『海に眠るダイヤモンド』を傑作たらしめた要因とは? 神木隆之介の立ち姿に骨抜きにされたワケ。最終話レビュー
神木隆之介主演の日曜劇場『海に眠るダイヤモンド』。本作は、1955年からの石炭産業で躍進した長崎県・端島と、現代の東京を舞台にした70年にわたる愛と友情、そして家族の壮大なヒューマンラブエンターテインメント。さっそく、最終話の感想レビューをお届けする。(文・野原まりこ)【あらすじ キャスト 解説 考察 評価 レビュー】
幸せな気持ちに包まれた圧巻のラストシーン
最終回の余韻が冷めやらない。何やらすごいものを見てしまったようだが、今の感情を一言で表すのが難しい…。それほど本作を愛している。

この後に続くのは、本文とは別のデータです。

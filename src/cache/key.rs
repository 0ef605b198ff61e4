//! Cache key resolution
//!
//! A cache key is the cache root, the asset path and an optional encoding
//! suffix: `/var/cache/clientlibs` + `/libs/app.js` + `.gzip`.

use std::fmt;

/// Deterministic location of a built artifact
#[derive(Debug, Clone, PartialEq, Eq, Hash, PartialOrd, Ord)]
pub struct CacheKey(String);

impl CacheKey {
    /// Borrow the key as a string
    pub fn as_str(&self) -> &str {
        &self.0
    }
}

impl fmt::Display for CacheKey {
    fn fmt(&self, f: &mut fmt::Formatter<'_>) -> fmt::Result {
        f.write_str(&self.0)
    }
}

impl AsRef<str> for CacheKey {
    fn as_ref(&self) -> &str {
        &self.0
    }
}

/// Compute the cache key for an asset path and encoding
///
/// The asset path is normalized to start with `/`. A blank encoding adds no
/// suffix.
pub fn resolve_cache_key(cache_root: &str, asset_path: &str, encoding: &str) -> CacheKey {
    let root = cache_root.trim_end_matches('/');
    let mut key = String::with_capacity(root.len() + asset_path.len() + encoding.len() + 2);
    key.push_str(root);
    if !asset_path.starts_with('/') {
        key.push('/');
    }
    key.push_str(asset_path);

    let encoding = encoding.trim();
    if !encoding.is_empty() {
        key.push('.');
        key.push_str(encoding);
    }
    CacheKey(key)
}
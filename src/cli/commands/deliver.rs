//! Deliver command - stream a cached clientlib

use super::{open_service, resolve_asset};
use crate::cli::args::DeliverArgs;
use crate::config::Config;
use crate::error::{ClientlibError, ClientlibResult};
use tokio::fs;
use tokio::io::AsyncWrite;
use tracing::{info, warn};

/// Execute the deliver command
pub async fn execute(args: DeliverArgs, config: &Config) -> ClientlibResult<()> {
    let asset = resolve_asset(&args.asset, config).await?;
    let service = open_service(config)?;
    let encoding = args.asset.requested_encoding();

    if !args.no_build {
        service.prepare_content(&asset, encoding).await?;
    }

    let mut sink: Box<dyn AsyncWrite + Unpin + Send> = match &args.output {
        Some(path) => Box::new(fs::File::create(path).await.map_err(|e| {
            ClientlibError::io(format!("creating {}", path.display()), e)
        })?),
        None => Box::new(tokio::io::stdout()),
    };

    let copied = service
        .deliver_content(&asset, sink.as_mut(), encoding)
        .await?;
    service.shutdown();

    if copied == 0 {
        warn!("Nothing cached for {}", asset.path);
    } else if let Some(path) = &args.output {
        info!("Wrote {} bytes to {}", copied, path.display());
    }

    Ok(())
}
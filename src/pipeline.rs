//! Streaming build pipeline
//!
//! A build runs the asset's processor on the worker pool, writing into one
//! end of an in-memory pipe. The caller drains the other end concurrently,
//! optionally gzip compresses, and streams the bytes into a staged cache
//! entry. Production and persistence overlap; a slow store backs up the
//! producer once the pipe buffer is full.
//!
//! A failing producer fails the build: the staged entry is aborted so a
//! truncated artifact is never committed.

use crate::asset::{Asset, ContentProcessor};
use crate::cache::entry::EntryMetadata;
use crate::cache::key::CacheKey;
use crate::cache::store::EntryWriter;
use crate::config::schema::ThreadPoolConfig;
use crate::error::{ClientlibError, ClientlibResult};
use flate2::write::GzEncoder;
use flate2::Compression;
use sha2::{Digest, Sha256};
use std::future::Future;
use std::io::Write;
use std::sync::atomic::{AtomicBool, Ordering};
use std::sync::{Arc, Mutex};
use std::time::Duration;
use tokio::io::{AsyncRead, AsyncReadExt, AsyncWriteExt};
use tokio::runtime::{Handle, Runtime};
use tokio::sync::Semaphore;
use tokio::task::JoinHandle;
use tracing::{debug, error, info, warn};

const READ_CHUNK: usize = 16 * 1024;

/// How long a shut down pool waits for running builds
const DRAIN_TIMEOUT: Duration = Duration::from_secs(30);

/// Content encoding of a cache entry
#[derive(Debug, Clone, Copy, PartialEq, Eq, Hash, Default)]
pub enum Encoding {
    /// Stored as produced
    #[default]
    Identity,
    /// Gzip compressed
    Gzip,
}

impl Encoding {
    /// Parse a requested encoding; blank means identity
    pub fn parse(value: &str) -> Option<Self> {
        match value.trim().to_ascii_lowercase().as_str() {
            "" | "identity" => Some(Self::Identity),
            "gzip" => Some(Self::Gzip),
            _ => None,
        }
    }

    /// Suffix appended to the cache key
    pub fn suffix(&self) -> &'static str {
        match self {
            Self::Identity => "",
            Self::Gzip => "gzip",
        }
    }

    /// Encoding recorded in entry metadata
    pub fn metadata_value(&self) -> Option<String> {
        match self {
            Self::Identity => None,
            Self::Gzip => Some("gzip".to_string()),
        }
    }
}

/// Worker pool running builds off the request tasks
///
/// Backed by a dedicated runtime with `min` worker threads. At most `max`
/// builds run at once; further builds queue without bound.
pub struct WorkerPool {
    runtime: Mutex<Option<Runtime>>,
    handle: Handle,
    permits: Arc<Semaphore>,
    max: usize,
    closed: AtomicBool,
}

impl WorkerPool {
    /// Start a pool sized from configuration
    pub fn new(config: &ThreadPoolConfig) -> ClientlibResult<Self> {
        let (min, max) = config.clamped();
        // Builds are async tasks on the workers; file reads of their
        // sources run on the blocking threads bounded below.
        let runtime = tokio::runtime::Builder::new_multi_thread()
            .worker_threads(min)
            .max_blocking_threads(max)
            .thread_keep_alive(config.idle_timeout())
            .thread_name("clientlib-build")
            .enable_all()
            .build()
            .map_err(|e| ClientlibError::io("starting build worker pool", e))?;

        info!("Build worker pool started ({} workers, {} concurrent builds)", min, max);
        Ok(Self {
            handle: runtime.handle().clone(),
            runtime: Mutex::new(Some(runtime)),
            permits: Arc::new(Semaphore::new(max)),
            max,
            closed: AtomicBool::new(false),
        })
    }

    /// Queue `task` on the pool
    pub fn spawn<F, T>(&self, task: F) -> ClientlibResult<JoinHandle<T>>
    where
        F: Future<Output = T> + Send + 'static,
        T: Send + 'static,
    {
        if self.closed.load(Ordering::Acquire) {
            return Err(ClientlibError::WorkerPool("pool is shut down".to_string()));
        }

        let permits = Arc::clone(&self.permits);
        Ok(self.handle.spawn(async move {
            let _permit = permits.acquire_owned().await;
            task.await
        }))
    }

    /// Builds that could start right now without queueing
    pub fn available(&self) -> usize {
        self.permits.available_permits()
    }

    /// Stop accepting builds and retire the pool once running builds finish
    pub fn shutdown(&self) {
        if self.closed.swap(true, Ordering::AcqRel) {
            return;
        }

        let runtime = self
            .runtime
            .lock()
            .unwrap_or_else(|e| e.into_inner())
            .take();
        let Some(runtime) = runtime else {
            return;
        };

        // Dropping a runtime is not allowed from async context, retire it on
        // its own thread.
        let permits = Arc::clone(&self.permits);
        let max = u32::try_from(self.max).unwrap_or(u32::MAX);
        let spawned = std::thread::Builder::new()
            .name("clientlib-build-shutdown".to_string())
            .spawn(move || {
                runtime.block_on(async {
                    let drained =
                        tokio::time::timeout(DRAIN_TIMEOUT, permits.acquire_many(max)).await;
                    if drained.is_err() {
                        warn!("Build worker pool shut down with builds still running");
                    }
                });
                runtime.shutdown_timeout(Duration::from_secs(1));
                debug!("Build worker pool stopped");
            });
        if let Err(e) = spawned {
            error!("Failed to retire build worker pool: {}", e);
        }
    }

    /// Whether the pool still accepts builds
    pub fn is_shut_down(&self) -> bool {
        self.closed.load(Ordering::Acquire)
    }
}

impl Drop for WorkerPool {
    fn drop(&mut self) {
        self.shutdown();
    }
}

/// Runs builds through the pipe into a cache entry
pub struct BuildPipeline {
    pool: WorkerPool,
    pipe_capacity: usize,
}

impl BuildPipeline {
    /// Create a pipeline on a worker pool
    pub fn new(pool: WorkerPool, pipe_capacity: usize) -> Self {
        Self {
            pool,
            pipe_capacity: pipe_capacity.max(1),
        }
    }

    /// Worker pool the builds run on
    pub fn pool(&self) -> &WorkerPool {
        &self.pool
    }

    /// Build `asset` into `writer` and commit it
    ///
    /// Returns the metadata the entry was committed with. Any production,
    /// compression or persistence failure aborts the writer.
    pub async fn build(
        &self,
        key: &CacheKey,
        asset: &Asset,
        processor: Arc<dyn ContentProcessor>,
        encoding: Encoding,
        mut writer: Box<dyn EntryWriter>,
    ) -> ClientlibResult<EntryMetadata> {
        let (mut producer_end, mut consumer_end) = tokio::io::duplex(self.pipe_capacity);
        let mime_type = processor.mime_type();

        let producer = {
            let asset = asset.clone();
            self.pool.spawn(async move {
                let produced = processor.process(&asset, &mut producer_end).await;
                let closed = producer_end.shutdown().await;
                produced?;
                closed.map_err(|e| ClientlibError::io("closing build pipe", e))
            })
        };
        let producer = match producer {
            Ok(handle) => handle,
            Err(e) => {
                writer.abort().await;
                return Err(e);
            }
        };

        let consumed = consume(&mut consumer_end, encoding, writer.as_mut()).await;
        // Unblocks a producer still writing after a consumer failure
        drop(consumer_end);

        let produced = match producer.await {
            Ok(result) => result,
            Err(e) => Err(ClientlibError::Internal(format!("build task failed: {}", e))),
        };

        // A consumer failure breaks the pipe, so its error is the cause
        let summary = match (consumed, produced) {
            (Err(e), produced) => {
                if let Err(side_effect) = produced {
                    debug!("Producer for {} stopped after: {}", key, side_effect);
                }
                warn!("Persisting {} failed: {}", key, e);
                writer.abort().await;
                return Err(e);
            }
            (Ok(_), Err(e)) => {
                error!("Producing {} for {} failed: {}", asset.path, key, e);
                writer.abort().await;
                return Err(ClientlibError::build_failed(key.as_str(), e));
            }
            (Ok(summary), Ok(())) => summary,
        };

        let metadata = EntryMetadata {
            last_modified: Some(asset.last_modified),
            mime_type: mime_type.to_string(),
            encoding: encoding.metadata_value(),
            size: summary.size,
            digest: summary.digest,
        };
        writer.commit(&metadata).await?;

        debug!("Built {} ({} bytes)", key, metadata.size);
        Ok(metadata)
    }

    /// Stop accepting builds
    pub fn shutdown(&self) {
        self.pool.shutdown();
    }
}

struct Consumed {
    size: u64,
    digest: String,
}

/// Counts and hashes what reaches the entry writer
struct DigestSink<'a> {
    writer: &'a mut dyn EntryWriter,
    hasher: Sha256,
    size: u64,
}

impl DigestSink<'_> {
    async fn write(&mut self, bytes: &[u8]) -> ClientlibResult<()> {
        if bytes.is_empty() {
            return Ok(());
        }
        self.hasher.update(bytes);
        self.size += bytes.len() as u64;
        self.writer.write_chunk(bytes).await
    }

    fn finish(self) -> Consumed {
        Consumed {
            size: self.size,
            digest: hex::encode(self.hasher.finalize()),
        }
    }
}

async fn consume<R>(
    reader: &mut R,
    encoding: Encoding,
    writer: &mut dyn EntryWriter,
) -> ClientlibResult<Consumed>
where
    R: AsyncRead + Unpin + ?Sized,
{
    let mut sink = DigestSink {
        writer,
        hasher: Sha256::new(),
        size: 0,
    };
    let mut gzip = match encoding {
        Encoding::Gzip => Some(GzEncoder::new(Vec::new(), Compression::default())),
        Encoding::Identity => None,
    };
    let mut buf = vec![0u8; READ_CHUNK];

    loop {
        let n = reader
            .read(&mut buf)
            .await
            .map_err(|e| ClientlibError::io("reading build pipe", e))?;
        if n == 0 {
            break;
        }

        match gzip.as_mut() {
            Some(encoder) => {
                encoder
                    .write_all(&buf[..n])
                    .map_err(|e| ClientlibError::io("compressing build output", e))?;
                let compressed = std::mem::take(encoder.get_mut());
                sink.write(&compressed).await?;
            }
            None => sink.write(&buf[..n]).await?,
        }
    }

    if let Some(encoder) = gzip {
        let tail = encoder
            .finish()
            .map_err(|e| ClientlibError::io("finishing gzip stream", e))?;
        sink.write(&tail).await?;
    }

    Ok(sink.finish())
}
//! Prepare command - build a clientlib into the cache

use super::{open_service, resolve_asset};
use crate::cli::args::{OutputFormat, PrepareArgs};
use crate::config::Config;
use crate::error::ClientlibResult;
use crate::service::ContentHints;
use console::style;

/// Execute the prepare command
pub async fn execute(args: PrepareArgs, config: &Config) -> ClientlibResult<()> {
    let asset = resolve_asset(&args.asset, config).await?;
    let service = open_service(config)?;

    let encoding = args.asset.requested_encoding();
    let key = service.cache_key(&asset, encoding);
    let hints = service.prepare_content(&asset, encoding).await?;
    service.shutdown();

    match args.format {
        OutputFormat::Table => print_table(key.as_str(), &hints),
        OutputFormat::Json => print_json(key.as_str(), &hints)?,
        OutputFormat::Plain => println!("{}", key),
    }

    Ok(())
}

fn print_table(key: &str, hints: &ContentHints) {
    let modified = hints
        .last_modified
        .map(|t| t.format("%Y-%m-%d %H:%M:%S").to_string())
        .unwrap_or_else(|| "-".to_string());

    println!("{:<15} {}", style("CACHE KEY").bold(), key);
    println!("{:<15} {}", style("MIME TYPE").bold(), hints.mime_type);
    println!(
        "{:<15} {}",
        style("ENCODING").bold(),
        hints.encoding.as_deref().unwrap_or("identity")
    );
    println!("{:<15} {}", style("SIZE").bold(), hints.size);
    println!("{:<15} {}", style("MODIFIED").bold(), modified);
    println!("{:<15} {}", style("DIGEST").bold(), style(&hints.digest).dim());
}

fn print_json(key: &str, hints: &ContentHints) -> ClientlibResult<()> {
    #[derive(serde::Serialize)]
    struct PreparedJson<'a> {
        key: &'a str,
        #[serde(flatten)]
        hints: &'a ContentHints,
    }

    println!(
        "{}",
        serde_json::to_string_pretty(&PreparedJson { key, hints })?
    );
    Ok(())
}
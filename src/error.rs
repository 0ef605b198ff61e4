//! Error types for the clientlib cache
//!
//! All modules use `ClientlibResult<T>` as their return type.

use std::path::PathBuf;
use thiserror::Error;

/// Result type alias for clientlib operations
pub type ClientlibResult<T> = Result<T, ClientlibError>;

/// All errors that can occur while building, caching and serving clientlibs
#[derive(Error, Debug)]
pub enum ClientlibError {
    // Asset errors
    #[error("Clientlib not found: {0}")]
    AssetNotFound(String),

    #[error("Clientlib {path} of type '{kind}' has no content processor")]
    Unprocessable { path: String, kind: String },

    #[error("Unknown clientlib type: {0}")]
    UnknownKind(String),

    // Build errors
    #[error("Building {key} failed: {reason}")]
    BuildFailed { key: String, reason: String },

    #[error("Build worker pool unavailable: {0}")]
    WorkerPool(String),

    // Cache store errors
    #[error("Cache key {0} cannot be mapped to a store location")]
    InvalidKey(String),

    // Lifecycle errors
    #[error("Clientlib service is shutting down")]
    ServiceShutdown,

    // Configuration errors
    #[error("Invalid configuration at {path}: {reason}")]
    ConfigInvalid { path: PathBuf, reason: String },

    #[error("Failed to create config directory {path}: {source}")]
    ConfigDirCreate {
        path: PathBuf,
        #[source]
        source: std::io::Error,
    },

    // IO errors
    #[error("IO error: {context}")]
    Io {
        context: String,
        #[source]
        source: std::io::Error,
    },

    // Serialization errors
    #[error("JSON error: {0}")]
    Json(#[from] serde_json::Error),

    #[error("TOML parse error: {0}")]
    TomlParse(#[from] toml::de::Error),

    #[error("TOML serialize error: {0}")]
    TomlSerialize(#[from] toml::ser::Error),

    // General errors
    #[error("Internal error: {0}")]
    Internal(String),
}

impl ClientlibError {
    /// Create an IO error with context
    pub fn io(context: impl Into<String>, source: std::io::Error) -> Self {
        Self::Io {
            context: context.into(),
            source,
        }
    }

    /// Create a build failure for a cache key
    pub fn build_failed(key: impl Into<String>, reason: impl std::fmt::Display) -> Self {
        Self::BuildFailed {
            key: key.into(),
            reason: reason.to_string(),
        }
    }

    /// Get actionable hint for the error
    pub fn hint(&self) -> Option<&'static str> {
        match self {
            Self::AssetNotFound(_) => Some("Check library.root in the configuration"),
            Self::Unprocessable { .. } => Some("Only js and css clientlibs can be prepared"),
            Self::ConfigInvalid { .. } => Some("Run: clientlib config init --force"),
            Self::UnknownKind(_) => Some("Valid types are js, css and link"),
            Self::BuildFailed { .. } => Some("Failed builds are never cached, run the command again"),
            _ => None,
        }
    }
}
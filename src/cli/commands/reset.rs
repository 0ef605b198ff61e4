//! Reset command - drop a clientlib from the cache

use super::{open_service, resolve_asset};
use crate::cli::args::AssetArgs;
use crate::config::Config;
use crate::error::ClientlibResult;
use console::style;

/// Execute the reset command
pub async fn execute(args: AssetArgs, config: &Config) -> ClientlibResult<()> {
    let asset = resolve_asset(&args, config).await?;
    let service = open_service(config)?;

    let encoding = args.requested_encoding();
    let key = service.cache_key(&asset, encoding);
    let removed = service.reset_content(&asset, encoding).await?;
    service.shutdown();

    if removed {
        println!("{} Removed {}", style("[OK]").green(), key);
    } else {
        println!("{} Nothing cached for {}", style("[--]").dim(), key);
    }

    Ok(())
}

TBSの日曜劇場枠で、数々のヒット作を生み出した脚本家・野木亜紀子の書き上げたオリジナルストーリーと、豪華俳優陣のキャスティングで、放送前からその期待値は上がりきっていた。にも関わらず、本作のエンディングはその高すぎるハードルを軽々と飛び越えてきたのだ。
本作がここまで視聴者を引き込んだ要因は、先の読めない展開と、登場人物の深い心理描写、そしてそれを体現する俳優たちに心を奪われたことに他ならない。
いづみ(宮本信子)の正体や、現代に生きる人々が端島の人の誰なのか、そして鉄平(神木隆之介)とそっくりな玲央(神木隆之介)の血縁関係の有無。過去と現在を結び、単なる歴史ドラマとして終わらない仕掛けに、毎週ワクワクさせられた。
個人的には神木隆之介の、主人公としての立ち姿に心が震えた。玲央を演じているときは少し闇を含んだ目元が印象的だった一方で、鉄平でいるときは底抜けの明るさと男らしさのバランスに骨抜きにされた。そして朝子を思う純粋さに嘘がなかったからこそ、時を超えたラブストーリーが成立したのだと感じる。
そして端島で暮らす人々の人間関係は、窮屈だけどその分、内に籠る熱はあつい。土屋太鳳演じる百合子の葛藤と心の動きや、斎藤工演じる進平と池田エライザ演じるリナの秘密に、こちらまで息が詰まりそうであった。
緑山スタジオに建てられたという鉱員住宅を再現したセットや、そこに住む人々のイキイキとした姿は、ドラマを見ているという感じがしない。ふと、自分も端島で暮らしていたかのような不思議な感覚に陥ってしまう。炭鉱を掘る重労働の疲労や、人ごみの喧騒も、なぜか自分の記憶のようにリアルに感じてしまうのは、それほど本作が精巧に作られていたからだろう…。
そして、最終回まで謎に包まれていた鉄平の行方と、現代で明かされた真相には、制作チームによる映像の魔法がかかっていた。
それは本作の全てを決定づけたと言っても過言ではないラストシーン。真相が明かされたあと、いづみが朝子と“会う”描写から、離れ離れになっていた鉄平と朝子、端島の人々が集合し、お互いの存在を確かめ合っている。鉄平が朝子にプロポーズした描写には、現代ではすでに亡くなっていた鉄平が、この世で果たせなかった約束を叶えたような、まるで“天国”のような空気感がそこにはあった。それこそが、視聴者がずっと見たかった景色で、全ての答え合わせがされたタイミングだからこそ効いた演出だった。
また、晩年鉄平が暮らしていた長崎の一軒家の庭に植えられた一面のコスモス畑の美しさは、50年もの間、鉄平と朝子が思い合っていた証で、鉄平の心を写した鏡のように鮮やかなピンク色だった。
身も蓋もないことを言えば、いづみと鉄平は実際に再会できたわけでもなく、鉄平は既に亡くなっている。事象だけみれば、全くハッピーエンドではないのに、筆者は視聴を終えて、幸せを感じてたまらなかった。
この感情をどんな言葉で表せばいいのか、まだ正解がわからない。しかし、今はこれ以上ない満足感に包まれている。これが、視聴者がダイヤモンドよりも欲しかったものかもしれない。